The incident involved at least 65 US citizens who were aboard the plane that crashed in northern Mexico, a US official has confirmed.

The Mexico City-bound Embraer 190 passenger jet smashed into scrubland near the runway shortly after the plane took off from an airport in northern Durango State. 

All 103 passengers and crew survived by evacuating the plane before it caught fire.

The US consulate general in Monterrey and the US Embassy in Mexico City have been in touch with local and federal officials in Mexico and with the airline, an embassy spokesman said.

Nearly everyone on the flight suffered minor injuries, Mexican officials said.

Luis Gerardo Fonseca, director of Mexico's civil aviation agency, told local news media on Wednesday that the plane's flight recorders had been found.

Commercial aircraft carry a cockpit voice recorder and a flight data recorder, commonly known as "black boxes," which can contain crucial details of the last minutes of a flight before an accident.

Unverified video of the crash recorded from a plane window showed a dark sky and fog and the ground still visible moments before a thud and shrieking passengers were heard.

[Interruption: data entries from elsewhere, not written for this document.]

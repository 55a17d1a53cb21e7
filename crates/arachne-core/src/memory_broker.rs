//! In-process [`Broker`] implementation.
//!
//! Backs single-node runs (`arachne crawl --local`) and every unit test of the
//! worker loops, nodes and orchestrator. All state sits behind one mutex, so
//! each operation is trivially atomic; blocking pops park on a [`Notify`] that
//! is signalled on every push.
//!
//! [`MemoryBroker::set_offline`] simulates a lost connection: every operation
//! fails with [`AppError::BrokerError`] and open subscriptions are closed.

use std::collections::{HashMap, HashSet, VecDeque};
use std::sync::{Arc, Mutex, MutexGuard};
use std::time::Duration;

use tokio::sync::{Notify, mpsc};
use tokio::time::Instant;

use crate::broker::{Broker, StreamEntry};
use crate::error::AppError;

#[derive(Clone, Default)]
pub struct MemoryBroker {
    inner: Arc<Inner>,
}

#[derive(Default)]
struct Inner {
    state: Mutex<State>,
    pushed: Notify,
}

#[derive(Default)]
struct State {
    offline: bool,
    values: HashMap<String, String>,
    sets: HashMap<String, HashSet<String>>,
    queues: HashMap<String, VecDeque<String>>,
    streams: HashMap<String, Vec<StreamEntry>>,
    next_stream_id: u64,
    subscribers: HashMap<String, Vec<mpsc::UnboundedSender<String>>>,
}

impl MemoryBroker {
    pub fn new() -> Self {
        Self::default()
    }

    /// Toggle simulated connection loss.
    pub fn set_offline(&self, offline: bool) {
        let mut state = self
            .inner
            .state
            .lock()
            .unwrap_or_else(|poisoned| poisoned.into_inner());
        state.offline = offline;
        if offline {
            state.subscribers.clear();
        }
        drop(state);
        self.inner.pushed.notify_waiters();
    }

    fn state(&self) -> Result<MutexGuard<'_, State>, AppError> {
        let state = self
            .inner
            .state
            .lock()
            .map_err(|_| AppError::BrokerError("memory broker state poisoned".into()))?;
        if state.offline {
            return Err(AppError::BrokerError("memory broker is offline".into()));
        }
        Ok(state)
    }

    fn try_pop(&self, queue: &str) -> Result<Option<String>, AppError> {
        let mut state = self.state()?;
        Ok(state.queues.get_mut(queue).and_then(VecDeque::pop_front))
    }
}

impl Broker for MemoryBroker {
    async fn incr(&self, key: &str) -> Result<i64, AppError> {
        let mut state = self.state()?;
        let current = match state.values.get(key) {
            Some(raw) => raw.parse::<i64>().map_err(|_| {
                AppError::BrokerError(format!("value at '{key}' is not an integer"))
            })?,
            None => 0,
        };
        let next = current + 1;
        state.values.insert(key.to_string(), next.to_string());
        Ok(next)
    }

    async fn set_add(&self, set: &str, member: &str) -> Result<bool, AppError> {
        let mut state = self.state()?;
        Ok(state
            .sets
            .entry(set.to_string())
            .or_default()
            .insert(member.to_string()))
    }

    async fn set_contains(&self, set: &str, member: &str) -> Result<bool, AppError> {
        let state = self.state()?;
        Ok(state.sets.get(set).is_some_and(|s| s.contains(member)))
    }

    async fn set_card(&self, set: &str) -> Result<u64, AppError> {
        let state = self.state()?;
        Ok(state.sets.get(set).map_or(0, |s| s.len() as u64))
    }

    async fn push(&self, queue: &str, payload: &str) -> Result<(), AppError> {
        {
            let mut state = self.state()?;
            state
                .queues
                .entry(queue.to_string())
                .or_default()
                .push_back(payload.to_string());
        }
        self.inner.pushed.notify_waiters();
        Ok(())
    }

    async fn pop_blocking(&self, queue: &str, timeout: Duration) -> Result<Option<String>, AppError> {
        let deadline = Instant::now() + timeout;
        loop {
            // Register interest before checking, so a push between the check
            // and the wait still wakes us.
            let notified = self.inner.pushed.notified();
            tokio::pin!(notified);
            notified.as_mut().enable();

            if let Some(item) = self.try_pop(queue)? {
                return Ok(Some(item));
            }
            if tokio::time::timeout_at(deadline, notified).await.is_err() {
                return Ok(None);
            }
        }
    }

    async fn queue_len(&self, queue: &str) -> Result<u64, AppError> {
        let state = self.state()?;
        Ok(state.queues.get(queue).map_or(0, |q| q.len() as u64))
    }

    async fn publish(&self, channel: &str, message: &str) -> Result<(), AppError> {
        let mut state = self.state()?;
        if let Some(subscribers) = state.subscribers.get_mut(channel) {
            subscribers.retain(|tx| tx.send(message.to_string()).is_ok());
        }
        Ok(())
    }

    async fn subscribe(&self, channel: &str) -> Result<mpsc::UnboundedReceiver<String>, AppError> {
        let (tx, rx) = mpsc::unbounded_channel();
        let mut state = self.state()?;
        state
            .subscribers
            .entry(channel.to_string())
            .or_default()
            .push(tx);
        Ok(rx)
    }

    async fn stream_append(&self, stream: &str, payload: &str) -> Result<u64, AppError> {
        let mut state = self.state()?;
        state.next_stream_id += 1;
        let id = state.next_stream_id;
        state
            .streams
            .entry(stream.to_string())
            .or_default()
            .push(StreamEntry {
                id,
                payload: payload.to_string(),
            });
        Ok(id)
    }

    async fn stream_range(&self, stream: &str) -> Result<Vec<StreamEntry>, AppError> {
        let state = self.state()?;
        Ok(state.streams.get(stream).cloned().unwrap_or_default())
    }

    async fn get(&self, key: &str) -> Result<Option<String>, AppError> {
        let state = self.state()?;
        Ok(state.values.get(key).cloned())
    }

    async fn set(&self, key: &str, value: &str) -> Result<(), AppError> {
        let mut state = self.state()?;
        state.values.insert(key.to_string(), value.to_string());
        Ok(())
    }

    async fn delete(&self, key: &str) -> Result<(), AppError> {
        let mut state = self.state()?;
        state.values.remove(key);
        state.sets.remove(key);
        state.queues.remove(key);
        state.streams.remove(key);
        Ok(())
    }
}

#[cfg(test)]
mod tests {
    use std::collections::HashSet;

    use super::*;

    #[tokio::test]
    async fn test_set_add_exactly_one_winner() {
        let broker = MemoryBroker::new();
        let mut handles = Vec::new();
        for _ in 0..32 {
            let broker = broker.clone();
            handles.push(tokio::spawn(async move {
                broker
                    .set_add("visited_urls", "https://a.com/")
                    .await
                    .unwrap()
            }));
        }

        let mut winners = 0;
        for handle in handles {
            if handle.await.unwrap() {
                winners += 1;
            }
        }
        assert_eq!(winners, 1);
        assert_eq!(broker.set_card("visited_urls").await.unwrap(), 1);
    }

    #[tokio::test]
    async fn test_queue_is_fifo() {
        let broker = MemoryBroker::new();
        broker.push("q", "a").await.unwrap();
        broker.push("q", "b").await.unwrap();
        assert_eq!(broker.queue_len("q").await.unwrap(), 2);

        let timeout = Duration::from_millis(10);
        assert_eq!(broker.pop_blocking("q", timeout).await.unwrap().as_deref(), Some("a"));
        assert_eq!(broker.pop_blocking("q", timeout).await.unwrap().as_deref(), Some("b"));
        assert_eq!(broker.pop_blocking("q", timeout).await.unwrap(), None);
    }

    #[tokio::test]
    async fn test_popped_items_reach_one_consumer() {
        let broker = MemoryBroker::new();
        let mut consumers = Vec::new();
        for _ in 0..8 {
            let broker = broker.clone();
            consumers.push(tokio::spawn(async move {
                let mut got = Vec::new();
                while let Some(item) = broker
                    .pop_blocking("q", Duration::from_millis(100))
                    .await
                    .unwrap()
                {
                    got.push(item);
                }
                got
            }));
        }
        for i in 0..200 {
            broker.push("q", &i.to_string()).await.unwrap();
        }

        let mut seen = HashSet::new();
        let mut total = 0;
        for consumer in consumers {
            for item in consumer.await.unwrap() {
                total += 1;
                assert!(seen.insert(item), "item delivered twice");
            }
        }
        assert_eq!(total, 200);
    }

    #[tokio::test]
    async fn test_pop_wakes_on_push() {
        let broker = MemoryBroker::new();
        let waiter = {
            let broker = broker.clone();
            tokio::spawn(async move { broker.pop_blocking("q", Duration::from_secs(5)).await })
        };
        tokio::time::sleep(Duration::from_millis(20)).await;
        broker.push("q", "late").await.unwrap();

        let popped = waiter.await.unwrap().unwrap();
        assert_eq!(popped.as_deref(), Some("late"));
    }

    #[tokio::test]
    async fn test_publish_reaches_all_subscribers() {
        let broker = MemoryBroker::new();
        let mut a = broker.subscribe("ctl").await.unwrap();
        let mut b = broker.subscribe("ctl").await.unwrap();
        broker.publish("ctl", "hello").await.unwrap();
        broker.publish("other", "ignored").await.unwrap();

        assert_eq!(a.recv().await.as_deref(), Some("hello"));
        assert_eq!(b.recv().await.as_deref(), Some("hello"));
        assert!(a.try_recv().is_err());
    }

    #[tokio::test]
    async fn test_stream_keeps_append_order() {
        let broker = MemoryBroker::new();
        let first = broker.stream_append("s", "one").await.unwrap();
        let second = broker.stream_append("s", "two").await.unwrap();
        assert!(second > first);

        let entries = broker.stream_range("s").await.unwrap();
        let payloads: Vec<_> = entries.iter().map(|e| e.payload.as_str()).collect();
        assert_eq!(payloads, ["one", "two"]);
    }

    #[tokio::test]
    async fn test_delete_clears_every_kind() {
        let broker = MemoryBroker::new();
        broker.incr("k").await.unwrap();
        broker.set_add("k", "m").await.unwrap();
        broker.push("k", "p").await.unwrap();
        broker.stream_append("k", "r").await.unwrap();

        broker.delete("k").await.unwrap();
        assert_eq!(broker.get("k").await.unwrap(), None);
        assert_eq!(broker.set_card("k").await.unwrap(), 0);
        assert_eq!(broker.queue_len("k").await.unwrap(), 0);
        assert!(broker.stream_range("k").await.unwrap().is_empty());
    }

    #[tokio::test]
    async fn test_offline_fails_and_closes_subscriptions() {
        let broker = MemoryBroker::new();
        let mut sub = broker.subscribe("ctl").await.unwrap();
        broker.set_offline(true);

        assert!(matches!(
            broker.incr("k").await,
            Err(AppError::BrokerError(_))
        ));
        assert!(sub.recv().await.is_none());

        broker.set_offline(false);
        assert_eq!(broker.incr("k").await.unwrap(), 1);
    }
}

"The impact was very strong. We wanted to think it was a lightning strike," said Chicago resident and passenger Lorenzo Nunez. "It was terrible, absolutely terrible." Nunez said he had been visiting family in Durango.

A time-lapse video posted by Webcams of Mexico, filmed during the hour before the crash, showed dark clouds and fog or rain moving in.

Officials said it was too early to say what caused the crash of flight number 2431.

Aeromexico said in a Wednesday morning Twitter post that 64 people had been released from hospitals.

Two people were more seriously injured, including the pilot and a minor, the state health department said.

It may take months for safety investigators to piece together the complex chain of events leading to an accident.

Determining the cause of the Durango crash may be made easier by the location of the crash, which should allow easy access to evidence, such as the retrieved flight recorders, as well as interviews with the crew and other survivors.

Under international rules, Mexico will lead the investigation with support from Brazil, where the Embraer jet was designed and built, and from the United States, where the General Electric Company made the engines.

Aeromexico leased the 10-year-old aircraft involved in Tuesday's incident from Republic Airlines in the United States in 2014, according to data on Planespotters.net. A spokesman for Republic Airlines said on Wednesday that the company briefly leased the plane to Aeromexico, but the aircraft was sold to a third party in 2015. The airline did not give the name of the third party.